Insight

The consumer’s power grows online

by Tom Gresham

Consumer power, advertising

So dramatically has the advertising landscape transformed in recent years that when Tracy Tuten, Ph.D., associate professor of advertising research at VCU, talks about “traditional advertising,” she could be referring not just to a full-page spread in a newspaper or a 30-second television commercial, but to the kind of display ads that have been seen on mainstream Web sites for little more than a decade.

Broadcast and print media continue to be influential homes for advertising, but the meteoric rise of online advertising cannot be denied. Companies are increasingly focusing their marketing dollars on multimedia advertising platforms that attempt to reach people where they spend more and more of their time — on computers and mobile screens. The still-untapped potential of online advertising is making for a period of almost frantic invention in the ways that consumers are targeted and persuaded. In fact, Tuten writes in a forthcoming book, “the very philosophy of advertising has changed.”

Tuten’s “Advertising 2.0: Social Media Marketing in a Web 2.0 World,” which will be published later this year, closely follows each new step in the online media marketplace and explains the best ways to take advantage of the Web’s burgeoning marketing impact. “Advertising 2.0” will examine such topics as consumer-generated advertising, social network advertising, viral video, leveraging opinion online, alternate reality games, behavioral targeting, and online television programming and “podvertising.”

These new marketing methods have combined to shake the long-established foundation of the advertising industry. Perhaps the most drastic philosophical change in the industry, which Tuten details in her book, is the shift away from the one-way monologue of a marketer speaking to a consumer toward a two-way, or even multi-way, interaction between marketer and consumer.

“Online, advertising becomes more about conversations, connections and shared control and less about passive consumption of packaged content,” Tuten wrote.

Social networking sites, such as Facebook and MySpace, are prominent examples of this shift. Advertisers are flocking to the sites, despite widespread uncertainty about how to advertise effectively on them, because, simply, “that’s where the people are,” Tuten said. Social media represents a democratization of information, according to Tuten, and consumers enjoy newfound power because of it. Marketers who venture into social media must proceed accordingly.

She said marketers must labor to be a part of the online community they target — and not an interruption. Online media is littered with failed attempts to interact with consumers online, largely because marketers entered online communities not as fellow members but as intrusive interlopers — something akin to the unavoidable commercials that break up TV viewers’ favorite shows but that can simply be ignored in the social media world.

“It has to be authentic to work or people won’t be interested,” Tuten said. “And it has to offer value to the consumers.”
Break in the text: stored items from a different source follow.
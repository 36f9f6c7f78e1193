pub mod bodies;
pub mod body_graph;
pub mod cache;
pub mod chebyshev;
pub mod config;
pub mod constants;
pub mod earth_orientation;
pub mod frames;
pub mod kernel;
pub mod orrery;
pub mod orrery_errors;
pub mod positions;
pub mod time;
pub mod topos;

pub use bodies::Body;
pub use config::OrreryConfig;
pub use frames::Frame;
pub use kernel::Kernel;
pub use orrery::Orrery;
pub use orrery_errors::{OrreryError, Result};
pub use positions::{FramedVector, Observer, StateVector};
pub use time::{CalendarTime, Instant, TimeScale, TimeScales};
pub use topos::Topos;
Social media’s potential for interaction with consumers has created new goals. Brand awareness no longer is enough; marketers now crave brand engagement, the process in which consumers absorb a brand’s message and subconsciously adopt and integrate it into their own personal “brand.” For this to happen, Tuten said, successful online marketers actively invite and encourage the consumer to participate in creating the brand’s meaning.

When brands make an appropriate entry into social media, consumers embrace roles, Tuten said, and “become content creators, storytellers, advocates and communication vehicles. They seek out opportunities to immerse themselves in imaginary worlds, social fiction and games which are fortified, sponsored and enhanced by brands. This is the promise of advertising in social media.”